Архитектура и градостроительство г.Тольятти Органы архитектуры и градостроительства г.Тольятти
Органы архитектуры и градостроительства г.Тольятти
Главная страница
Карта сайта

~ Статьи и информационные материалы ~

19.10.2009

Архитектура –  дура

Юлия Гутова, автор «Русский репортер»
Анна Рудницкая, спец.корреспондент отдела «Репортаж» журнала «Русский репортер»

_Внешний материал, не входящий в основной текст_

//! Media acquisition
//!
//! Wraps camera/microphone/display negotiation into owned tracks and
//! streams. The `MediaDevices` trait is the platform seam; the simulated
//! implementation backs the binary and the tests.

pub mod devices;
pub mod stream;

pub use devices::{AudioFrame, MediaConstraints, MediaDevices, SimulatedDevices};
pub use stream::{MediaStream, MediaTrack, TrackKind, TrackSource};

Как строить наши города, чтобы через сто лет экскурсовод мог сказать туристам: «Перед вами шедевр архитектуры начала XXI века». Для петербуржцев этот вопрос снова стал актуальным. Власти в обход закона утвердили строительство башни газпромовского «Охта центра» высотой 403 метра. В колыбели революции люди снова готовы выйти на улицы

Битва за пятно

Каждое утро петербургский археолог Вячеслав Таскаев отправляется на самое известное в городе «пятно застройки» — то самое место, куда через несколько лет «Газпром» воткнет небоскреб «Охта центра». Таскаев идет на работу — откапывать шведскую крепость Ниеншанц, которая, на горе инвестору, оказалась прямо под «пятном». Чем быстрее Таскаев сдаст находки в музей, тем скорее начнется строительство стеклобетонного гиганта, который археолог заранее ненавидит. Противоречие между работой и ее результатом вызывает у него тоску. Он чувствует себя партизаном на оккупированной территории. Похожие ощущения испытывают многие подрядчики, водители газпромовского начальства и даже кое-кто из гастарбайтеров.

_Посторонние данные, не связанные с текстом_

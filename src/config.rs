use anyhow::Result;
use serde::Deserialize;

#[derive(Debug, Deserialize)]
pub struct Config {
    pub service: ServiceConfig,
    pub gateway: GatewayConfig,
    pub call: CallDefaults,
    pub session: SessionConfig,
}

#[derive(Debug, Deserialize)]
pub struct ServiceConfig {
    pub name: String,
    pub http: HttpConfig,
}

#[derive(Debug, Deserialize)]
pub struct HttpConfig {
    pub bind: String,
    pub port: u16,
}

#[derive(Debug, Deserialize)]
pub struct GatewayConfig {
    /// NATS URL of the remote data gateway
    pub url: String,
}

#[derive(Debug, Deserialize)]
pub struct CallDefaults {
    /// STUN endpoints handed to every peer connection (no TURN)
    pub stun_servers: Vec<String>,

    /// Stand-in for the signaling acknowledgment, in milliseconds
    pub connect_delay_ms: u64,
}

#[derive(Debug, Deserialize)]
pub struct SessionConfig {
    /// Guest mode: conversations come from the local mock seed, no gateway
    pub guest: bool,
}

impl Config {
    pub fn load(path: &str) -> Result<Self> {
        let settings = config::Config::builder()
            .add_source(config::File::with_name(path))
            .build()?;

        Ok(settings.try_deserialize()?)
    }
}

Вокруг стройплощадки амбициозный забор — втрое выше, чем обычно. Огромная надпись «Небывалое бывает!» наводит на грустные мысли весь город. Активисты архитектурного фронта мимо будущего «Охта центра», как мимо тещиного дома, просто так не ходят.

— Недавно кто-то опять закинул на стройплощадку подожженную шину, — говорит Вячеслав со смесью сочувствия, иронии и обиды. — Каждый раз я даже не знаю, как реагировать: ведь здесь, за забором, люди тоже против небоскреба, просто высказаться не могут.

Цель археологов — не дать погибнуть памятнику истории. Но, выполняя свою работу, они, по сути, занимаются тем же, чем и радикалы с покрышками — тормозят стройку, только более изощренными методами. Каждый лишний день работы — маленькая победа.

По первой договоренности с «Газпромом» они получили на раскопки один год. Но во время работы появились уважительные причины для продления сроков. Под шведской крепостью XVII века обнаружилась крепость XIV века — Ландскрона («Венец земли»). Затем откопали уникальное поселение периода неолита. Археологи работают уже на год дольше, чем хотелось бы застройщикам. Те пока терпят, но… закон обязывает инвестора за свой счет проводить раскопки, вот только в нем не прописано, сколько времени он должен дать археологам.

— Их тоже можно понять, — говорит начальник археологической экспедиции Петр Сорокин. — Поэтому стараемся находить компромиссы. «Газпром» все-таки на редкость ответственно относится к своему археологическому обременению. Вообще-то есть много способов «подгонять» раскопки или избавиться от них: например, задерживать финансирование.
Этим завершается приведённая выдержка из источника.